> [Assignment]:
Lines from the one containing "pub mod config;" through the end of the entries below: set them down exactly, both ends included, with nothing added.
* * *
//! fleet-server
//!
//! Multi-client async TCP server that holds the shared fleet snapshot and
//! keeps every connected client informed of who else is connected.

pub mod broadcast;
pub mod config;
pub mod error;
pub mod server;
pub mod snapshot;
pub mod state;
pub mod types;

// internal: driven only by the accept loop
mod session;

pub use config::Config;
pub use error::ServerError;
pub use server::Server;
* * *
> [Output below]:
pub mod config;
pub mod error;
pub mod server;
pub mod snapshot;
pub mod state;
pub mod types;

// internal: driven only by the accept loop
mod session;

pub use config::Config;
pub use error::ServerError;
pub use server::Server;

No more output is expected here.